Task brief |
Each line with the string "PartialEq" is to be copied from the records below.

Exercise data |
Content starts

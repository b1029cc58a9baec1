//! Live entry projections over a parent map's slots.
//!
//! An entry wraps `(parent, index)` and re-reads the parent's current slot
//! state on every access; it never snapshots. Equality and hashing are
//! structural over the current key/value, so entries from different parents
//! compare equal when their content does.

use core::fmt;
use core::hash::{Hash, Hasher};
use core::marker::PhantomData;

use crate::map::{entry_hash, ListMap, UnsupportedOperation};

/// Read projection of the slot at `index`.
pub struct MapEntry<'a, K, V, M> {
    map: &'a M,
    index: usize,
    _marker: PhantomData<(&'a K, &'a V)>,
}

impl<'a, K, V, M: ListMap<K, V>> MapEntry<'a, K, V, M> {
    pub(crate) fn new(map: &'a M, index: usize) -> Self {
        Self {
            map,
            index,
            _marker: PhantomData,
        }
    }

    /// Slot index this entry projects.
    pub fn index(&self) -> usize {
        self.index
    }

    pub fn key(&self) -> &'a K {
        self.map.key_at(self.index)
    }

    pub fn value(&self) -> &'a V {
        self.map.value_at(self.index)
    }
}

impl<'a, K, V, M> Clone for MapEntry<'a, K, V, M> {
    fn clone(&self) -> Self {
        *self
    }
}

impl<'a, K, V, M> Copy for MapEntry<'a, K, V, M> {}

impl<'a, 'b, K, V, M, N> PartialEq<MapEntry<'b, K, V, N>> for MapEntry<'a, K, V, M>
where
    M: ListMap<K, V>,
    N: ListMap<K, V>,
    K: PartialEq,
    V: PartialEq,
{
    fn eq(&self, other: &MapEntry<'b, K, V, N>) -> bool {
        self.key() == other.key() && self.value() == other.value()
    }
}

impl<'a, K, V, M> Eq for MapEntry<'a, K, V, M>
where
    M: ListMap<K, V>,
    K: Eq,
    V: Eq,
{
}

impl<'a, K, V, M> Hash for MapEntry<'a, K, V, M>
where
    M: ListMap<K, V>,
    K: Hash,
    V: Hash,
{
    fn hash<H: Hasher>(&self, state: &mut H) {
        state.write_u64(entry_hash(self.key(), self.value()));
    }
}

impl<'a, K, V, M> fmt::Display for MapEntry<'a, K, V, M>
where
    M: ListMap<K, V>,
    K: fmt::Display,
    V: fmt::Display,
{
    fn fmt(&self, f: &mut fmt::Formatter<'_>) -> fmt::Result {
        write!(f, "{}={}", self.key(), self.value())
    }
}

impl<'a, K, V, M> fmt::Debug for MapEntry<'a, K, V, M>
where
    M: ListMap<K, V>,
    K: fmt::Debug,
    V: fmt::Debug,
{
    fn fmt(&self, f: &mut fmt::Formatter<'_>) -> fmt::Result {
        write!(f, "{:?}={:?}", self.key(), self.value())
    }
}

/// Exclusive projection of the slot at `index`; adds value replacement.
pub struct MapEntryMut<'a, K, V, M> {
    map: &'a mut M,
    index: usize,
    _marker: PhantomData<(&'a K, &'a V)>,
}

impl<'a, K, V, M: ListMap<K, V>> MapEntryMut<'a, K, V, M> {
    pub(crate) fn new(map: &'a mut M, index: usize) -> Self {
        Self {
            map,
            index,
            _marker: PhantomData,
        }
    }

    /// Slot index this entry projects.
    pub fn index(&self) -> usize {
        self.index
    }

    pub fn key(&self) -> &K {
        self.map.key_at(self.index)
    }

    pub fn value(&self) -> &V {
        self.map.value_at(self.index)
    }

    /// Replace the slot's value through the parent, returning the
    /// previous value. Fails when the parent does not support value
    /// replacement.
    pub fn set_value(&mut self, value: V) -> Result<V, UnsupportedOperation> {
        self.map.set_value_at(self.index, value)
    }
}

Content ends

Result of this exercise |
impl<'a, 'b, K, V, M, N> PartialEq<MapEntry<'b, K, V, N>> for MapEntry<'a, K, V, M>
    K: PartialEq,
    V: PartialEq,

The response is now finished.